- **To do**:
Up to and including the line that contains "pub enum Mode", repeat each line of the data exactly, starting from the first.

━━━━━ Supplied material ━━━━━

use std::path::{Path, PathBuf};
use std::time::Duration;

use anyhow::{Context, bail, ensure};
use tracing::trace;

use crate::money::Amount;
use crate::util;

/// What the load phase hammers
#[derive(Debug, Clone, Copy, Default, PartialEq, Eq, serde::Deserialize)]
#[serde(rename_all = "kebab-case")]
pub enum Mode {
    /// Random transfers between a source and a destination pool
    #[default]
    Transfer,

    /// Plain `GET /accounts` requests
    GetAccounts,
}

impl std::str::FromStr for Mode {
    type Err = String;

    fn from_str(s: &str) -> Result<Self, Self::Err> {
        match s {
            "transfer" => Ok(Mode::Transfer),
            "get-accounts" => Ok(Mode::GetAccounts),
            other => Err(format!("unknown mode '{other}'")),
        }
    }
}

/// How much each generated transfer moves
#[derive(Debug, Clone, PartialEq, serde::Deserialize)]
#[serde(tag = "policy", rename_all = "snake_case")]
pub enum AmountPolicy {
    /// The same amount every time
    Fixed { amount: Amount },

    /// Uniformly random in `[min, max)`
    Uniform { min: Amount, max: Amount },

    /// A fraction of the source's balance at validation time
    PercentOfBalance { fraction: f64 },
}

impl Default for AmountPolicy {
    fn default() -> Self {
        AmountPolicy::Uniform {
            min: Amount::from_cents(100),
            max: Amount::from_cents(1000),
        }
    }
}

/// Retry policy for idempotent reads
///
/// Writes (account creation, transfers) are never retried.
#[derive(Debug, Clone, PartialEq, Eq, serde::Deserialize)]
pub struct RetryPolicy {
    #[serde(default = "default_read_retries")]
    pub read_retries: u32,

    /// Initial backoff, doubled after every attempt
    #[serde(default = "default_backoff_ms")]
    pub backoff_ms: u64,
}

impl RetryPolicy {
    pub fn backoff(&self) -> Duration {
        Duration::from_millis(self.backoff_ms)
    }
}

impl Default for RetryPolicy {
    fn default() -> Self {
        RetryPolicy {
            read_retries: default_read_retries(),
            backoff_ms: default_backoff_ms(),
        }
    }
}

fn default_read_retries() -> u32 {
    2
}

fn default_backoff_ms() -> u64 {
    50
}

/// A group of actors created with the same initial balance
#[derive(Debug, Clone, PartialEq, serde::Deserialize)]
pub struct PoolConfig {
    pub count: usize,
    pub initial_balance: Amount,
}

#[derive(Debug, Clone, PartialEq, serde::Deserialize)]
pub struct TransferConfig {
    #[serde(default = "default_sources")]
    pub sources: PoolConfig,

    #[serde(default = "default_destinations")]
    pub destinations: PoolConfig,

    #[serde(default)]
    pub amount: AmountPolicy,
}

impl Default for TransferConfig {
    fn default() -> Self {
        TransferConfig {
            sources: default_sources(),
            destinations: default_destinations(),
            amount: AmountPolicy::default(),
        }
    }
}

fn default_sources() -> PoolConfig {
    PoolConfig {
        count: 10,
        initial_balance: Amount::from_cents(10_000),
    }
}

fn default_destinations() -> PoolConfig {
    PoolConfig {
        count: 10,
        initial_balance: Amount::from_cents(1),
    }
}

#[derive(Debug, Clone, PartialEq, serde::Deserialize)]
pub struct HarnessConfig {
    #[serde(default = "util::get_default_base_url")]
    pub base_url: String,

    /// Target requests per second
    #[serde(default = "util::get_default_rps")]
    pub rps: u32,

    /// Load phase duration in seconds
    #[serde(default = "util::get_default_duration")]
    pub duration: u64,

    /// Concurrent workers sharing the request schedule
    #[serde(default = "default_workers")]
    pub workers: usize,

    /// Per-request timeout in milliseconds
    #[serde(default = "default_timeout_ms")]
    pub timeout_ms: u64,

    #[serde(default)]
    pub retry: RetryPolicy,

    #[serde(default)]
    pub mode: Mode,

    #[serde(default)]
    pub transfers: TransferConfig,

    /// File every run report is appended to
    pub report_file: Option<PathBuf>,
}

fn default_workers() -> usize {
    10
}

fn default_timeout_ms() -> u64 {
    10_000
}

impl Default for HarnessConfig {
    fn default() -> Self {
        HarnessConfig {
            base_url: util::get_default_base_url(),
            rps: util::get_default_rps(),
            duration: util::get_default_duration(),
            workers: default_workers(),
            timeout_ms: default_timeout_ms(),
            retry: RetryPolicy::default(),
            mode: Mode::default(),
            transfers: TransferConfig::default(),
            report_file: None,
        }
    }
}

impl HarnessConfig {
    pub fn duration(&self) -> Duration {
        Duration::from_secs(self.duration)
    }

    pub fn request_timeout(&self) -> Duration {
        Duration::from_millis(self.timeout_ms)
    }

    /// Override values from `LEDGER_BASE_URL`, `RPS` and `DURATION`
    pub fn apply_env(&mut self) {
        if let Some(base_url) = util::get_base_url() {
            self.base_url = base_url;
        }
        if let Some(rps) = util::get_rps() {
            self.rps = rps;
        }
        if let Some(duration) = util::get_duration() {
            self.duration = duration;
        }
    }

    pub fn validate(&self) -> anyhow::Result<()> {
        ensure!(!self.base_url.is_empty(), "base_url must not be empty");
        ensure!(self.rps > 0, "rps must be greater than zero");
        ensure!(self.duration > 0, "duration must be greater than zero");
        ensure!(self.workers > 0, "workers must be greater than zero");
        ensure!(self.timeout_ms > 0, "timeout_ms must be greater than zero");

        if self.mode == Mode::Transfer {
            for (name, pool) in [
                ("sources", &self.transfers.sources),
                ("destinations", &self.transfers.destinations),
            ] {
                ensure!(pool.count > 0, "{name}.count must be greater than zero");
                ensure!(
                    pool.initial_balance.is_positive(),
                    "{name}.initial_balance must be greater than zero"
                );
            }

            match &self.transfers.amount {
                AmountPolicy::Fixed { amount } if !amount.is_positive() => {
                    bail!("fixed transfer amount must be greater than zero")
                }
                AmountPolicy::Uniform { min, max } if !min.is_positive() || min >= max => {
                    bail!("uniform transfer amounts need 0 < min < max, got [{min}, {max})")
                }
                AmountPolicy::PercentOfBalance { fraction }
                    if !(*fraction > 0.0 && *fraction <= 1.0) =>
                {
                    bail!("percent_of_balance fraction must be in (0, 1], got {fraction}")
                }
                _ => {}
            }
        }

        Ok(())
    }
}

pub fn read_config_file(path: impl AsRef<Path>) -> anyhow::Result<HarnessConfig> {
    let path = path.as_ref();
    let file_content = std::fs::read_to_string(path)
        .with_context(|| format!("failed to read config file {}", path.display()))?;
    serde_json::from_str(&file_content)
        .with_context(|| format!("invalid configuration file {}", path.display()))
        .inspect(|config| trace!("loaded config: {config:?}"))
}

━━━━━

- **Expected answer**:
use std::path::{Path, PathBuf};
use std::time::Duration;

use anyhow::{Context, bail, ensure};
use tracing::trace;

use crate::money::Amount;
use crate::util;

/// What the load phase hammers
#[derive(Debug, Clone, Copy, Default, PartialEq, Eq, serde::Deserialize)]
#[serde(rename_all = "kebab-case")]
pub enum Mode {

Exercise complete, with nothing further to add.